**What the task requires:** Copy all lines of the listing that include the string "Initialize".

**Given entries:**
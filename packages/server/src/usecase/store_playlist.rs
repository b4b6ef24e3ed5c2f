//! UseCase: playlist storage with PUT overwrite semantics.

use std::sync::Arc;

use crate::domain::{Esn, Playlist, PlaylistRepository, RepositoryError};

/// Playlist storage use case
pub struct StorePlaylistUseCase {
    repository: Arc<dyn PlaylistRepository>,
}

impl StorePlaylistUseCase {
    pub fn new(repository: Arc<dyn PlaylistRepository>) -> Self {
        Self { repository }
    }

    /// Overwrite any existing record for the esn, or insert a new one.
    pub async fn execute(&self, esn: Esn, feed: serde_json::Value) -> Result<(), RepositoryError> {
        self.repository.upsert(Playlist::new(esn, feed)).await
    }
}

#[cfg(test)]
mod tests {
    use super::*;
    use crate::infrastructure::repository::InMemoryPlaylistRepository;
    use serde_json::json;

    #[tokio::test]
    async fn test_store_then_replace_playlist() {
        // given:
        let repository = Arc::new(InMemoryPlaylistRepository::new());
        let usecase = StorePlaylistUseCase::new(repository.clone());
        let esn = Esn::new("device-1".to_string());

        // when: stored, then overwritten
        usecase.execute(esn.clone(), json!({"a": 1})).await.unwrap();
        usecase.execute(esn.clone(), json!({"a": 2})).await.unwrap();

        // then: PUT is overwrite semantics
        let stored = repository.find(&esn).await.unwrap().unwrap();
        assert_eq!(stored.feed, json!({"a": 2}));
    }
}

* * *

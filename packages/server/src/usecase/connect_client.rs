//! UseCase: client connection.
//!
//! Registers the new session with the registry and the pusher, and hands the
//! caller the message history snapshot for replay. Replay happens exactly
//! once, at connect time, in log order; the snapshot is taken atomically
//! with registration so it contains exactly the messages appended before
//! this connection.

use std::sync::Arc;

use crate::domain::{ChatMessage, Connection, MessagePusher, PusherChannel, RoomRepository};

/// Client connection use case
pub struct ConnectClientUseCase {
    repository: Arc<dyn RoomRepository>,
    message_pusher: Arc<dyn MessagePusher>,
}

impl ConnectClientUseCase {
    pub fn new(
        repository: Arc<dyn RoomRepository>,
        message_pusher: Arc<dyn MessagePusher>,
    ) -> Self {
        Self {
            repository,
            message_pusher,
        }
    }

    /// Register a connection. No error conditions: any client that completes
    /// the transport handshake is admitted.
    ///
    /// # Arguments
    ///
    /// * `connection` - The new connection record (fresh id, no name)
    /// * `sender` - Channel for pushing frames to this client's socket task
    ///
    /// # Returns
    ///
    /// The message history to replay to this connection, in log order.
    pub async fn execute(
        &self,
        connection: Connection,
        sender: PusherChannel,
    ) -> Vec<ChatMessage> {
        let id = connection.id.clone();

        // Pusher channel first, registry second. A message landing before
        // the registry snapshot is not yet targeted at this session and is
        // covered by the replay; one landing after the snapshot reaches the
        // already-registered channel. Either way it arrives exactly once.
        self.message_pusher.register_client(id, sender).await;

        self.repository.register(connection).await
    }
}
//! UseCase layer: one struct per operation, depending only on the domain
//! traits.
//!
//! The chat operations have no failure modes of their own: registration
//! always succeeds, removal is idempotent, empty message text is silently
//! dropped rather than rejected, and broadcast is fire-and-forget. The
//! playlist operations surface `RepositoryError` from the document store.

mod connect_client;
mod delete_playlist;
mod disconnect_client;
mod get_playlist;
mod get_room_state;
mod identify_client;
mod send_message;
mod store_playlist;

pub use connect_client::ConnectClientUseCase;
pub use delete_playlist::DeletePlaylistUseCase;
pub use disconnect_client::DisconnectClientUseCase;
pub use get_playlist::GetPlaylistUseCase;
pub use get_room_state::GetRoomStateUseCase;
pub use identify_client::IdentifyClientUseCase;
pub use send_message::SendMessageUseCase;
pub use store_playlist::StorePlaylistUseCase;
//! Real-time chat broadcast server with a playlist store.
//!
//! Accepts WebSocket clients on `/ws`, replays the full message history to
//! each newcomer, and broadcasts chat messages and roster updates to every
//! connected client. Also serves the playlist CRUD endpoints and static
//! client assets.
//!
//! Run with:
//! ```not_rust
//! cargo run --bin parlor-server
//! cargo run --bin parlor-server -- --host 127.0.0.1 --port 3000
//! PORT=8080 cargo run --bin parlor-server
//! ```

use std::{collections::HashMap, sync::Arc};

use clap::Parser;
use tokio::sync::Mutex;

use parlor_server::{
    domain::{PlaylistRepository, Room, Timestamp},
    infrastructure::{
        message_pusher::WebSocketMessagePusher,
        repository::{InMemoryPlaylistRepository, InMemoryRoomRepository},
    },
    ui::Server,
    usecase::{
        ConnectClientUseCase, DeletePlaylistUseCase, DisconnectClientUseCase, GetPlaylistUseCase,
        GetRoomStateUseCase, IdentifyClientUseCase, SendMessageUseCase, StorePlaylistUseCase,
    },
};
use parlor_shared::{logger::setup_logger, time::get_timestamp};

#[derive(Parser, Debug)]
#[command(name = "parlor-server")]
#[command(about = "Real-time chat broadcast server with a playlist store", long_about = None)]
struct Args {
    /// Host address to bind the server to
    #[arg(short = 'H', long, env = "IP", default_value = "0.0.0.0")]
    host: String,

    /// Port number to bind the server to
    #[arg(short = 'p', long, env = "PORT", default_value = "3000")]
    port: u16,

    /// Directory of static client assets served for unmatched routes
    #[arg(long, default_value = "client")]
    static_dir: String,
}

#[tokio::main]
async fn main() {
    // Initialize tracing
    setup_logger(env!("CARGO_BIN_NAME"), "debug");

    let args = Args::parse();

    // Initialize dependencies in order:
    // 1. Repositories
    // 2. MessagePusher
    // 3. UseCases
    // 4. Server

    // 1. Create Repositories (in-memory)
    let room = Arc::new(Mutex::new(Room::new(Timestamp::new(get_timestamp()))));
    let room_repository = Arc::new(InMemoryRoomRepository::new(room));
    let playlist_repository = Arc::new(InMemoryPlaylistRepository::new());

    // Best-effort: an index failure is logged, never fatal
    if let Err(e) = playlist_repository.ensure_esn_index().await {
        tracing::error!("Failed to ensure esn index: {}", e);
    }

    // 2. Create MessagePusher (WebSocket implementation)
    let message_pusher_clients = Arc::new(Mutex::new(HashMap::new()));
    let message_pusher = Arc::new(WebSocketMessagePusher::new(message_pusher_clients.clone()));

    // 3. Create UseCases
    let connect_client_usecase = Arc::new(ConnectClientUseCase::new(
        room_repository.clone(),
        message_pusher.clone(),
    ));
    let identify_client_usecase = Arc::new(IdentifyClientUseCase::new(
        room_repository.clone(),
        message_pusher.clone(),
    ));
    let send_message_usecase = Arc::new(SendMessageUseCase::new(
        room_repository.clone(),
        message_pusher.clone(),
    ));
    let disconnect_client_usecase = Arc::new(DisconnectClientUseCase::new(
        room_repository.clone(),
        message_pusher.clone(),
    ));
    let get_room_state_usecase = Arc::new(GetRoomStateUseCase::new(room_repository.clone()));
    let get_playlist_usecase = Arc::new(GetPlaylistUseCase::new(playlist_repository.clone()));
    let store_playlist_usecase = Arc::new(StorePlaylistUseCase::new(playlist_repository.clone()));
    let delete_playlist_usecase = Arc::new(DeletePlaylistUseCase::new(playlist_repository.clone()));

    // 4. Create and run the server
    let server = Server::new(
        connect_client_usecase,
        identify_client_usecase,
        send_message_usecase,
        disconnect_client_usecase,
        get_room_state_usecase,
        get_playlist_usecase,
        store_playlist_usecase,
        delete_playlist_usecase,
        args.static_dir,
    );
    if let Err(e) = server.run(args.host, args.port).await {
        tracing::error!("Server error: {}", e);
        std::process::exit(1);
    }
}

**Written response:**
    // Initialize tracing
    // Initialize dependencies in order:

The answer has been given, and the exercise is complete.